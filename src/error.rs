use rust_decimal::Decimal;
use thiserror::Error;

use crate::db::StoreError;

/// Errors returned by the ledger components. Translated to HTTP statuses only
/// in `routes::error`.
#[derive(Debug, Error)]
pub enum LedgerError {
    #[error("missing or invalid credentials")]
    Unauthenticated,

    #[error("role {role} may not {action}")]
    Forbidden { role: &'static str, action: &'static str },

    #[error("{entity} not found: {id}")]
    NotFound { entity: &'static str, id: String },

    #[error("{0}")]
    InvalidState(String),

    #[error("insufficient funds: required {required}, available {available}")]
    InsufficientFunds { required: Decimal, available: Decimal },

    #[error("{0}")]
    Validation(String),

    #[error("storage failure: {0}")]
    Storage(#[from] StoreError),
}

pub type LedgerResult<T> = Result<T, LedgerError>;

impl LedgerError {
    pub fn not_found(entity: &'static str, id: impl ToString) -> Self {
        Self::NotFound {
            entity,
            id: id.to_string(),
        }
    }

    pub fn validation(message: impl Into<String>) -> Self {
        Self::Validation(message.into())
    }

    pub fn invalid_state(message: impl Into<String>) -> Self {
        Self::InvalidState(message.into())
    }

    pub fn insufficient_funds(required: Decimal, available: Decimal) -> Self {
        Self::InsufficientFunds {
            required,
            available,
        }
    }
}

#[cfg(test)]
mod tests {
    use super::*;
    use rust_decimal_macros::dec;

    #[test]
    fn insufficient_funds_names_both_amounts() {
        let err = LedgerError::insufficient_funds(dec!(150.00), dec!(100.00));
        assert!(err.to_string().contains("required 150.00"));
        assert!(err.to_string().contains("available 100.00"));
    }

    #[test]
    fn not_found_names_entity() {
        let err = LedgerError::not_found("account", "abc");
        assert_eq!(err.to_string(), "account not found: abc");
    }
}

# # # # # # #

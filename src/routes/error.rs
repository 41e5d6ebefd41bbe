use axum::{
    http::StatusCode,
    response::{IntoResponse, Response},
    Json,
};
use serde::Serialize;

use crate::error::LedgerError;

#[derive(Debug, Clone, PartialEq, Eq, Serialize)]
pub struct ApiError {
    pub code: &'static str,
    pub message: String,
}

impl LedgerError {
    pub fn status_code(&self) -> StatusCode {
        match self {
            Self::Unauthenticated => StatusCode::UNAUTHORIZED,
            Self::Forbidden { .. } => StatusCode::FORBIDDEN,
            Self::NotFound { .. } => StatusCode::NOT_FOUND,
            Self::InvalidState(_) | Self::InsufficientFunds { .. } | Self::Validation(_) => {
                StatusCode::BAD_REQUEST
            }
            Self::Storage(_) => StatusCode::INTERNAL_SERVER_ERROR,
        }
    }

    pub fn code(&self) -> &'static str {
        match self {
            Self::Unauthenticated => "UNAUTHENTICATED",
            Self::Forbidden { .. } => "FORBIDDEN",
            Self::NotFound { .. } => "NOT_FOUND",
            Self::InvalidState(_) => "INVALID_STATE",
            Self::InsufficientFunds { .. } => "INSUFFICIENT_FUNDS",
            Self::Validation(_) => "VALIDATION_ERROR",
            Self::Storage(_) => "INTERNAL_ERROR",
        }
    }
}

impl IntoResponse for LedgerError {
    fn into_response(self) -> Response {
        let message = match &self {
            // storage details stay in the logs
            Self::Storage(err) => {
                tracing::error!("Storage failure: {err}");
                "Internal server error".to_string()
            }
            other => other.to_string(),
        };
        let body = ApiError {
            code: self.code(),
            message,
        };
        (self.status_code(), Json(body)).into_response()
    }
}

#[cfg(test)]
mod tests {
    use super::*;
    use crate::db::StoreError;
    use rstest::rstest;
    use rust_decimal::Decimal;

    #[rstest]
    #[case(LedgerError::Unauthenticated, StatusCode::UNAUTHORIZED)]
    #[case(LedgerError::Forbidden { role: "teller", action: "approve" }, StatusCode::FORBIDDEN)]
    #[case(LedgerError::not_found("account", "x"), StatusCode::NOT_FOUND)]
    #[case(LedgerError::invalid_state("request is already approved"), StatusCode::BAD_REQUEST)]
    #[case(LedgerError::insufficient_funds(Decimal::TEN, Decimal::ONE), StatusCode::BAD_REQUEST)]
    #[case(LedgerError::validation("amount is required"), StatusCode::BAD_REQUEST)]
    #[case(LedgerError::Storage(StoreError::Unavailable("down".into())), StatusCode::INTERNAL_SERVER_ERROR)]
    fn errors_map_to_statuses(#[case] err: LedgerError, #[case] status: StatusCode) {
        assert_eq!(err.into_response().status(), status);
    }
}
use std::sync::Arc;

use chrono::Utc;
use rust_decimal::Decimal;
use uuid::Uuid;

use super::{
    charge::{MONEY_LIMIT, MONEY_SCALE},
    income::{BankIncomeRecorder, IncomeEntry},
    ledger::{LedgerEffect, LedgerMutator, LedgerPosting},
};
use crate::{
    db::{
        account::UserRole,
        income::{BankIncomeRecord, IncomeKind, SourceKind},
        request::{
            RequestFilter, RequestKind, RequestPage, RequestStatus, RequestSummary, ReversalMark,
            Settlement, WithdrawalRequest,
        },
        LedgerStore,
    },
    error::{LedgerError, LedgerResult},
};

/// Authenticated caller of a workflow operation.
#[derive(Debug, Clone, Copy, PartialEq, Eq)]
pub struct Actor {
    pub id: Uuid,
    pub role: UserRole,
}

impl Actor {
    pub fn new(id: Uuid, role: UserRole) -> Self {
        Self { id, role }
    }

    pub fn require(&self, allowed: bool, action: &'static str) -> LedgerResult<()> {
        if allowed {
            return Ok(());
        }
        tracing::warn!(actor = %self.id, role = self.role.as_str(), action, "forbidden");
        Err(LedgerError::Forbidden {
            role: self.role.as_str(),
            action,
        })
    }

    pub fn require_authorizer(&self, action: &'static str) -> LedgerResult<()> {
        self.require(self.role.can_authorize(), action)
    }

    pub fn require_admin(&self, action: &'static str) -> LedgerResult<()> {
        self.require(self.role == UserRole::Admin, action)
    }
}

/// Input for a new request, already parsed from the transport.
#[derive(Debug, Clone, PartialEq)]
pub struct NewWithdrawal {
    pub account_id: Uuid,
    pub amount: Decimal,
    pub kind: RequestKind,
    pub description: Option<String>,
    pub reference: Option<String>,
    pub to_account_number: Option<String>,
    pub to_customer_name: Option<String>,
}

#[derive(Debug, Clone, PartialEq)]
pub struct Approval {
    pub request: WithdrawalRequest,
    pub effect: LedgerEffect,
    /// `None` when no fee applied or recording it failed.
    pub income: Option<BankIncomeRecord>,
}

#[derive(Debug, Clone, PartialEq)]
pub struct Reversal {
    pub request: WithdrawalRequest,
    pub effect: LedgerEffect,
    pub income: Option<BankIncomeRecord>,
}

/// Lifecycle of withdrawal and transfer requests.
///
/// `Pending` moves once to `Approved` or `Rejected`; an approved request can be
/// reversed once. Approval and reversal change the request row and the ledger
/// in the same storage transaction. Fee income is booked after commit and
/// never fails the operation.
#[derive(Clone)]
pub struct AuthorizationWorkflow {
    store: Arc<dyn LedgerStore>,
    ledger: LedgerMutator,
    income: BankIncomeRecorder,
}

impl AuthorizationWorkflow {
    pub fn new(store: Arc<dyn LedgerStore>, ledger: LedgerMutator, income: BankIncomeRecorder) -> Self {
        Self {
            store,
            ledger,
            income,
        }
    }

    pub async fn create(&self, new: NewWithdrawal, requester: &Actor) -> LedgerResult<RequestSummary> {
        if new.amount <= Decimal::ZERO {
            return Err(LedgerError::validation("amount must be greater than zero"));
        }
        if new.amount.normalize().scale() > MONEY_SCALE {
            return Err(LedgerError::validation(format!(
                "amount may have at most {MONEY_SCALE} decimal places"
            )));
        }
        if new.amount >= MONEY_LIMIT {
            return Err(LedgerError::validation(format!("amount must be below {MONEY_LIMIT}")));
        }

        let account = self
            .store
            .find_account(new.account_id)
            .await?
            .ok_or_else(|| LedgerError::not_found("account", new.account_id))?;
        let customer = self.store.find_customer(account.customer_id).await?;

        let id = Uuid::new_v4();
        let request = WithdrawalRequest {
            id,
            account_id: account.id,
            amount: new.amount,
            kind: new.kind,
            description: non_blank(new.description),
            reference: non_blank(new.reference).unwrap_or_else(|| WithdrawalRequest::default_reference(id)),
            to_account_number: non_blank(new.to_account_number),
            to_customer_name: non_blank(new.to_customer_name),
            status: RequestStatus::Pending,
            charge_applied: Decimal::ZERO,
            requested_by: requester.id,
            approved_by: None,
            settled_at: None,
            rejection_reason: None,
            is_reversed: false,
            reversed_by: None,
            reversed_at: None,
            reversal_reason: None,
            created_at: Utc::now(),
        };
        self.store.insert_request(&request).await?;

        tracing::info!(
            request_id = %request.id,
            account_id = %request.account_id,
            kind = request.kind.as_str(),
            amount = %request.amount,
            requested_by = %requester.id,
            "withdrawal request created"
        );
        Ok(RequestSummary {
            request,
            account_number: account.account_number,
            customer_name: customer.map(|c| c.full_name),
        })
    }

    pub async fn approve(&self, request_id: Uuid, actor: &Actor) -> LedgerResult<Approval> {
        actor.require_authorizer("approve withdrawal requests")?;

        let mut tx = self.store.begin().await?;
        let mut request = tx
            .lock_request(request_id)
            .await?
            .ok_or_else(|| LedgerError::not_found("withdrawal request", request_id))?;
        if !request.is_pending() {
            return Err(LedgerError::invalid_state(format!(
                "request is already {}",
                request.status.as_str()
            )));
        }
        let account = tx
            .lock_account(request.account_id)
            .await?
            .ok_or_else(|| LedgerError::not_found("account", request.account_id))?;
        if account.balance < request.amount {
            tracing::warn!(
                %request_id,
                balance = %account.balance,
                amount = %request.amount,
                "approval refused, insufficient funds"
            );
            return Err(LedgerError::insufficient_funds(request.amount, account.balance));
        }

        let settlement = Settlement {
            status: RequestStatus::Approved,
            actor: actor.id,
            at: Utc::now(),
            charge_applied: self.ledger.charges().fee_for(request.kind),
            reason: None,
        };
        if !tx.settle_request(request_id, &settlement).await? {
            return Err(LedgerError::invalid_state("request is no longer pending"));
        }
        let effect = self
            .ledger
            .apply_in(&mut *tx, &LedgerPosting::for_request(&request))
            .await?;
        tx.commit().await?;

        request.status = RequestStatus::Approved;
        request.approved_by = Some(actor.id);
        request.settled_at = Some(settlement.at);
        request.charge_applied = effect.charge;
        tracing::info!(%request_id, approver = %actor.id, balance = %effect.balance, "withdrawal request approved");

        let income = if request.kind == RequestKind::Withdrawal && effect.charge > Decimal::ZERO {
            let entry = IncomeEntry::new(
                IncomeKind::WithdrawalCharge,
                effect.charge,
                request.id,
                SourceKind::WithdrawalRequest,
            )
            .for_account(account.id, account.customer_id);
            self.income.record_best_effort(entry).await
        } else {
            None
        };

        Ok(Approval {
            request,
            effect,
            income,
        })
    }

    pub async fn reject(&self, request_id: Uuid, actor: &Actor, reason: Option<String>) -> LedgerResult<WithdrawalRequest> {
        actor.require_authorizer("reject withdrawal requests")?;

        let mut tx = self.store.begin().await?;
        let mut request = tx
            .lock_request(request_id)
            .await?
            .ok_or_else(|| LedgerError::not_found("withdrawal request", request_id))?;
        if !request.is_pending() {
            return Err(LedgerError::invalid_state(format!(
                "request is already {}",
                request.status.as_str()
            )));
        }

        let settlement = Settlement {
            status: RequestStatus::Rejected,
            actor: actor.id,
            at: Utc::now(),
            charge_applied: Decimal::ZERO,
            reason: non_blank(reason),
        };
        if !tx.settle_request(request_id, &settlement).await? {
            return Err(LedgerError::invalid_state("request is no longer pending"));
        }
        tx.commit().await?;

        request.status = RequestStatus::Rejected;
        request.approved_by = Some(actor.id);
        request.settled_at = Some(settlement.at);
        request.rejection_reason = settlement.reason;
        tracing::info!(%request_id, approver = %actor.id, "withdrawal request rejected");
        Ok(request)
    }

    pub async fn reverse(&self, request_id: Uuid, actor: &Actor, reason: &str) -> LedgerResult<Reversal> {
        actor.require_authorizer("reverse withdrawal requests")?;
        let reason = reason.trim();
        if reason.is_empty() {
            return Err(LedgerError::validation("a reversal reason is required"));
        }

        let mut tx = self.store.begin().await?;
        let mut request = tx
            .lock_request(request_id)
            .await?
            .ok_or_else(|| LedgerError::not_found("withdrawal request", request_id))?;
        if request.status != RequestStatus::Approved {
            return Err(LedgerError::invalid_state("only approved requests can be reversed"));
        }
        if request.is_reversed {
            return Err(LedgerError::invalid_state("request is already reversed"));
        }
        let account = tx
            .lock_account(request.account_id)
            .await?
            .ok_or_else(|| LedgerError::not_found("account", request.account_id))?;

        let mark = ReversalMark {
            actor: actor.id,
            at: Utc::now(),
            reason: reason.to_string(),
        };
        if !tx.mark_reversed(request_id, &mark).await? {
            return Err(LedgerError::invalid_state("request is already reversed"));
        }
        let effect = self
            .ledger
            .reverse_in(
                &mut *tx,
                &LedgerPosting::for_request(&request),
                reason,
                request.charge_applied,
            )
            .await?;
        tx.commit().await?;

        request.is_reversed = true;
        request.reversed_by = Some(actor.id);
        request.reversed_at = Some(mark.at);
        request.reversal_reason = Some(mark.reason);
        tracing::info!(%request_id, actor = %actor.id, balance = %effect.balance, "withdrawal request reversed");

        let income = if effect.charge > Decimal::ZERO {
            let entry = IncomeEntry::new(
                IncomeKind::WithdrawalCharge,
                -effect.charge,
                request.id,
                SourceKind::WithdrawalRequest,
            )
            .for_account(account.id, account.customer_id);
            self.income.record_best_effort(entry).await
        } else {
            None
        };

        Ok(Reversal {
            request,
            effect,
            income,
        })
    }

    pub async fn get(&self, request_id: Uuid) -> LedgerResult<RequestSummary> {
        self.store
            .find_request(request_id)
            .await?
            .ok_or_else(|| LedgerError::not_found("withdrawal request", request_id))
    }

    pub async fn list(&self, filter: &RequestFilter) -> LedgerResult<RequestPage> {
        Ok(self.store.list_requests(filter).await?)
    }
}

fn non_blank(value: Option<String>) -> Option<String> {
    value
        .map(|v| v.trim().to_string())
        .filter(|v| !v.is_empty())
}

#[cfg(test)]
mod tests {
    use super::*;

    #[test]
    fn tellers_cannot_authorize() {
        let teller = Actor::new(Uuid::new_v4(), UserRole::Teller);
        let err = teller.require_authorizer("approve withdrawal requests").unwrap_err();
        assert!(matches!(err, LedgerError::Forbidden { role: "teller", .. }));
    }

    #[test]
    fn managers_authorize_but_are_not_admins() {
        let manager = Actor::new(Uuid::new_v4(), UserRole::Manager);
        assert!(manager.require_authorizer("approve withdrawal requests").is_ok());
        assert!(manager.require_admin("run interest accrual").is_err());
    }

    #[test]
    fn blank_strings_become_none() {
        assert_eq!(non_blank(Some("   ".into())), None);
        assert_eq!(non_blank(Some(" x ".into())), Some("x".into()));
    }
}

# # # # # # #

> [Goal of the exercise]
Check each line of the records above for the word "BankIncomeRecorder", then give the number of lines that have it, with no other words.

> [Result below]
3